DATA FOR THIS EXERCISE:
◇ ◇ ◇ ◇

use crossterm::event::KeyCode;
use ratatui::{
    layout::{Constraint, Direction, Layout},
    prelude::*,
    widgets::{Block, Borders, Clear, Paragraph},
};

use crate::theme::Theme;

/// Result of user interaction with the confirmation dialog
#[derive(Debug, Clone, Copy, PartialEq, Eq)]
pub enum DialogResult {
    Confirmed,
    Cancelled,
    /// Dialog is still waiting for user input
    Pending,
}

/// Which button is currently focused
#[derive(Debug, Clone, Copy, PartialEq, Eq)]
pub enum DialogFocus {
    /// Cancel is the default focus so Enter never discards by accident
    Cancel,
    Confirm,
}

/// A blocking yes/no prompt rendered over the active screen
#[derive(Debug, Clone, PartialEq)]
pub struct ConfirmationDialog {
    pub title: String,
    pub message: String,
    pub confirm_text: String,
    pub cancel_text: String,
    /// Dangerous actions render the confirm button in the error color
    pub dangerous: bool,
    pub focus: DialogFocus,
}

impl ConfirmationDialog {
    pub fn new(title: impl Into<String>, message: impl Into<String>) -> Self {
        ConfirmationDialog {
            title: title.into(),
            message: message.into(),
            confirm_text: "확인".to_string(),
            cancel_text: "취소".to_string(),
            dangerous: false,
            focus: DialogFocus::Cancel,
        }
    }

    pub fn dangerous(mut self) -> Self {
        self.dangerous = true;
        self
    }

    pub fn with_buttons(mut self, confirm_text: impl Into<String>, cancel_text: impl Into<String>) -> Self {
        self.confirm_text = confirm_text.into();
        self.cancel_text = cancel_text.into();
        self
    }

    pub fn next_focus(&mut self) {
        self.focus = match self.focus {
            DialogFocus::Cancel => DialogFocus::Confirm,
            DialogFocus::Confirm => DialogFocus::Cancel,
        };
    }

    /// Route a key press; Tab switches focus, Enter/Space pick the focused
    /// button, Esc always cancels.
    pub fn handle_key(&mut self, key: KeyCode) -> DialogResult {
        match key {
            KeyCode::Tab | KeyCode::BackTab | KeyCode::Left | KeyCode::Right => {
                self.next_focus();
                DialogResult::Pending
            }
            KeyCode::Enter | KeyCode::Char(' ') => match self.focus {
                DialogFocus::Cancel => DialogResult::Cancelled,
                DialogFocus::Confirm => DialogResult::Confirmed,
            },
            KeyCode::Esc => DialogResult::Cancelled,
            _ => DialogResult::Pending,
        }
    }
}

/// Widget rendering a centered confirmation dialog
pub struct ConfirmationDialogWidget<'a> {
    dialog: &'a ConfirmationDialog,
    theme: &'a Theme,
}

impl<'a> ConfirmationDialogWidget<'a> {
    pub fn new(dialog: &'a ConfirmationDialog, theme: &'a Theme) -> Self {
        Self { dialog, theme }
    }
}

impl<'a> Widget for ConfirmationDialogWidget<'a> {
    fn render(self, area: Rect, buf: &mut Buffer) {
        let width = (self.dialog.message.chars().count() as u16 + 8)
            .max(40)
            .min(area.width.saturating_sub(4));
        let height = 8u16.min(area.height.saturating_sub(2));
        let dialog_area = Rect {
            x: (area.width.saturating_sub(width)) / 2,
            y: (area.height.saturating_sub(height)) / 2,
            width,
            height,
        };

        Clear.render(dialog_area, buf);

        let border_color = if self.dialog.dangerous {
            self.theme.error
        } else {
            self.theme.warning
        };
        let block = Block::default()
            .title(self.dialog.title.clone())
            .title_style(Style::default().fg(border_color).add_modifier(Modifier::BOLD))
            .borders(Borders::ALL)
            .border_style(Style::default().fg(border_color));
        let inner = block.inner(dialog_area);
        block.render(dialog_area, buf);

        let chunks = Layout::default()
            .direction(Direction::Vertical)
            .constraints([
                Constraint::Min(2),    // Message
                Constraint::Length(1), // Buttons
                Constraint::Length(1), // Shortcuts
            ])
            .split(inner);

        Paragraph::new(self.dialog.message.clone())
            .style(Style::default().fg(self.theme.text))
            .wrap(ratatui::widgets::Wrap { trim: true })
            .render(chunks[0], buf);

        let cancel_style = if self.dialog.focus == DialogFocus::Cancel {
            Style::default()
                .bg(self.theme.highlight_bg)
                .fg(self.theme.highlight_fg)
                .add_modifier(Modifier::BOLD)
        } else {
            Style::default().fg(self.theme.dim)
        };
        let confirm_color = if self.dialog.dangerous {
            self.theme.error
        } else {
            self.theme.success
        };
        let confirm_style = if self.dialog.focus == DialogFocus::Confirm {
            Style::default()
                .bg(confirm_color)
                .fg(self.theme.highlight_fg)
                .add_modifier(Modifier::BOLD)
        } else {
            Style::default().fg(confirm_color)
        };

        let buttons = Line::from(vec![
            Span::styled(format!("[{}]", self.dialog.cancel_text), cancel_style),
            Span::raw("   "),
            Span::styled(format!("[{}]", self.dialog.confirm_text), confirm_style),
        ]);
        Paragraph::new(buttons)
            .alignment(Alignment::Center)
            .render(chunks[1], buf);

        Paragraph::new("Tab: 이동 • Enter: 선택 • Esc: 취소")
            .style(Style::default().fg(self.theme.dim))
            .alignment(Alignment::Center)
            .render(chunks[2], buf);
    }
}

#[cfg(test)]
mod tests {
    use super::*;

    fn dialog() -> ConfirmationDialog {
        ConfirmationDialog::new("변경사항 확인", "변경사항을 저장하지 않고 나가시겠습니까?")
            .dangerous()
            .with_buttons("나가기", "취소")
    }

    #[test]
    fn test_cancel_is_focused_first() {
        let mut d = dialog();
        assert_eq!(d.focus, DialogFocus::Cancel);
        // Enter on the default focus cancels, never discards.
        assert_eq!(d.handle_key(KeyCode::Enter), DialogResult::Cancelled);
    }

    #[test]
    fn test_tab_then_enter_confirms() {
        let mut d = dialog();
        assert_eq!(d.handle_key(KeyCode::Tab), DialogResult::Pending);
        assert_eq!(d.focus, DialogFocus::Confirm);
        assert_eq!(d.handle_key(KeyCode::Enter), DialogResult::Confirmed);
    }

    #[test]
    fn test_escape_always_cancels() {
        let mut d = dialog();
        d.handle_key(KeyCode::Tab);
        assert_eq!(d.handle_key(KeyCode::Esc), DialogResult::Cancelled);
    }

    #[test]
    fn test_unrelated_keys_keep_the_dialog_pending() {
        let mut d = dialog();
        assert_eq!(d.handle_key(KeyCode::Char('x')), DialogResult::Pending);
        assert_eq!(d.handle_key(KeyCode::Up), DialogResult::Pending);
    }
}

◇ ◇ ◇ ◇

Report all lines in the records that include the string "Direction".

    layout::{Constraint, Direction, Layout},
            .direction(Direction::Vertical)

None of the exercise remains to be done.